Repeat the entries exactly, keeping every line as it is.
===== GIVEN ENTRIES =====
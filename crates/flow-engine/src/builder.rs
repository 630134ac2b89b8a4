//! Fluent builders for step trees
//!
//! Provides a compact API for constructing flow versions programmatically.
//!
//! # Example
//!
//! ```ignore
//! let flow = FlowBuilder::new("flow-1", "Sync orders")
//!     .add(Step::action("step_1", "Fetch orders"))
//!     .add(
//!         Step::loop_on_items("step_2", "For each order")
//!             .with_body(Step::action("step_3", "Upsert row")),
//!     )
//!     .build();
//! ```

use crate::constants::defaults;
use crate::types::{FlowVersion, RouterBranch, Step, StepKind};

impl Step {
    fn new(name: impl Into<String>, display_name: impl Into<String>, kind: StepKind) -> Self {
        Self {
            name: name.into(),
            display_name: display_name.into(),
            settings: serde_json::Value::Null,
            kind,
            next_action: None,
        }
    }

    /// Create a trigger step
    pub fn trigger(name: impl Into<String>, display_name: impl Into<String>) -> Self {
        Self::new(name, display_name, StepKind::Trigger)
    }

    /// Create a plain action step
    pub fn action(name: impl Into<String>, display_name: impl Into<String>) -> Self {
        Self::new(name, display_name, StepKind::Action)
    }

    /// Create a router with `branch_count` empty branches named `Branch 1`, `Branch 2`, ...
    pub fn router(name: impl Into<String>, display_name: impl Into<String>, branch_count: usize) -> Self {
        let branches = (1..=branch_count)
            .map(|i| RouterBranch {
                branch_name: format!("Branch {}", i),
                first_action: None,
            })
            .collect();
        Self::new(name, display_name, StepKind::Router { branches })
    }

    /// Create a loop-on-items step with an empty body
    pub fn loop_on_items(name: impl Into<String>, display_name: impl Into<String>) -> Self {
        Self::new(
            name,
            display_name,
            StepKind::LoopOnItems {
                first_loop_action: None,
            },
        )
    }

    /// Set the settings payload
    pub fn with_settings(mut self, settings: serde_json::Value) -> Self {
        self.settings = settings;
        self
    }

    /// Set the successor of this step
    pub fn then(mut self, next: Step) -> Self {
        self.next_action = Some(Box::new(next));
        self
    }

    /// Set the head of a router branch
    ///
    /// Ignored (with a warning) if this step is not a router or the index is out of range.
    pub fn with_branch(mut self, index: usize, head: Step) -> Self {
        if let StepKind::Router { branches } = &mut self.kind {
            if let Some(branch) = branches.get_mut(index) {
                branch.first_action = Some(Box::new(head));
                return self;
            }
        }
        log::warn!(
            "with_branch({}) ignored on {} step '{}'",
            index,
            self.kind.label(),
            self.name
        );
        self
    }

    /// Set the head of a loop body
    ///
    /// Ignored (with a warning) if this step is not a loop.
    pub fn with_body(mut self, head: Step) -> Self {
        if let StepKind::LoopOnItems { first_loop_action } = &mut self.kind {
            *first_loop_action = Some(Box::new(head));
            return self;
        }
        log::warn!("with_body ignored on {} step '{}'", self.kind.label(), self.name);
        self
    }

    /// Link steps into a chain, returning its head
    pub fn chain(steps: Vec<Step>) -> Option<Step> {
        steps.into_iter().rev().fold(None, |next, mut step| {
            if let Some(next) = next {
                step.next_action = Some(Box::new(next));
            }
            Some(step)
        })
    }
}

/// Fluent builder for a flow version's top-level chain
pub struct FlowBuilder {
    id: String,
    display_name: String,
    trigger: Step,
    chain: Vec<Step>,
}

impl FlowBuilder {
    /// Create a new flow builder with a default trigger
    pub fn new(id: impl Into<String>, display_name: impl Into<String>) -> Self {
        Self {
            id: id.into(),
            display_name: display_name.into(),
            trigger: Step::trigger(defaults::TRIGGER_NAME, defaults::TRIGGER_DISPLAY_NAME),
            chain: Vec::new(),
        }
    }

    /// Replace the trigger step (its successor is discarded)
    pub fn with_trigger(mut self, trigger: Step) -> Self {
        self.trigger = trigger;
        self
    }

    /// Append a step to the top-level chain
    pub fn add(mut self, step: Step) -> Self {
        self.chain.push(step);
        self
    }

    /// Build the flow version without validation
    pub fn build(self) -> FlowVersion {
        let mut trigger = self.trigger;
        trigger.next_action = Step::chain(self.chain).map(Box::new);
        FlowVersion::with_trigger(self.id, self.display_name, trigger)
    }
}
=====
## ANSWER SECTION
filename crates/flow-engine/src/builder.rs
repository 630134ac2b89b8a4
//! Fluent builders for step trees
//!
//! Provides a compact API for constructing flow versions programmatically.
//!
//! # Example
//!
//! ```ignore
//! let flow = FlowBuilder::new("flow-1", "Sync orders")
//!     .add(Step::action("step_1", "Fetch orders"))
//!     .add(
//!         Step::loop_on_items("step_2", "For each order")
//!             .with_body(Step::action("step_3", "Upsert row")),
//!     )
//!     .build();
//! ```

use crate::constants::defaults;
use crate::types::{FlowVersion, RouterBranch, Step, StepKind};

impl Step {
    fn new(name: impl Into<String>, display_name: impl Into<String>, kind: StepKind) -> Self {
        Self {
            name: name.into(),
            display_name: display_name.into(),
            settings: serde_json::Value::Null,
            kind,
            next_action: None,
        }
    }

    /// Create a trigger step
    pub fn trigger(name: impl Into<String>, display_name: impl Into<String>) -> Self {
        Self::new(name, display_name, StepKind::Trigger)
    }

    /// Create a plain action step
    pub fn action(name: impl Into<String>, display_name: impl Into<String>) -> Self {
        Self::new(name, display_name, StepKind::Action)
    }

    /// Create a router with `branch_count` empty branches named `Branch 1`, `Branch 2`, ...
    pub fn router(name: impl Into<String>, display_name: impl Into<String>, branch_count: usize) -> Self {
        let branches = (1..=branch_count)
            .map(|i| RouterBranch {
                branch_name: format!("Branch {}", i),
                first_action: None,
            })
            .collect();
        Self::new(name, display_name, StepKind::Router { branches })
    }

    /// Create a loop-on-items step with an empty body
    pub fn loop_on_items(name: impl Into<String>, display_name: impl Into<String>) -> Self {
        Self::new(
            name,
            display_name,
            StepKind::LoopOnItems {
                first_loop_action: None,
            },
        )
    }

    /// Set the settings payload
    pub fn with_settings(mut self, settings: serde_json::Value) -> Self {
        self.settings = settings;
        self
    }

    /// Set the successor of this step
    pub fn then(mut self, next: Step) -> Self {
        self.next_action = Some(Box::new(next));
        self
    }

    /// Set the head of a router branch
    ///
    /// Ignored (with a warning) if this step is not a router or the index is out of range.
    pub fn with_branch(mut self, index: usize, head: Step) -> Self {
        if let StepKind::Router { branches } = &mut self.kind {
            if let Some(branch) = branches.get_mut(index) {
                branch.first_action = Some(Box::new(head));
                return self;
            }
        }
        log::warn!(
            "with_branch({}) ignored on {} step '{}'",
            index,
            self.kind.label(),
            self.name
        );
        self
    }

    /// Set the head of a loop body
    ///
    /// Ignored (with a warning) if this step is not a loop.
    pub fn with_body(mut self, head: Step) -> Self {
        if let StepKind::LoopOnItems { first_loop_action } = &mut self.kind {
            *first_loop_action = Some(Box::new(head));
            return self;
        }
        log::warn!("with_body ignored on {} step '{}'", self.kind.label(), self.name);
        self
    }

    /// Link steps into a chain, returning its head
    pub fn chain(steps: Vec<Step>) -> Option<Step> {
        steps.into_iter().rev().fold(None, |next, mut step| {
            if let Some(next) = next {
                step.next_action = Some(Box::new(next));
            }
            Some(step)
        })
    }
}

/// Fluent builder for a flow version's top-level chain
pub struct FlowBuilder {
    id: String,
    display_name: String,
    trigger: Step,
    chain: Vec<Step>,
}

impl FlowBuilder {
    /// Create a new flow builder with a default trigger
    pub fn new(id: impl Into<String>, display_name: impl Into<String>) -> Self {
        Self {
            id: id.into(),
            display_name: display_name.into(),
            trigger: Step::trigger(defaults::TRIGGER_NAME, defaults::TRIGGER_DISPLAY_NAME),
            chain: Vec::new(),
        }
    }

    /// Replace the trigger step (its successor is discarded)
    pub fn with_trigger(mut self, trigger: Step) -> Self {
        self.trigger = trigger;
        self
    }

    /// Append a step to the top-level chain
    pub fn add(mut self, step: Step) -> Self {
        self.chain.push(step);
        self
    }

    /// Build the flow version without validation
    pub fn build(self) -> FlowVersion {
        let mut trigger = self.trigger;
        trigger.next_action = Step::chain(self.chain).map(Box::new);
        FlowVersion::with_trigger(self.id, self.display_name, trigger)
    }
}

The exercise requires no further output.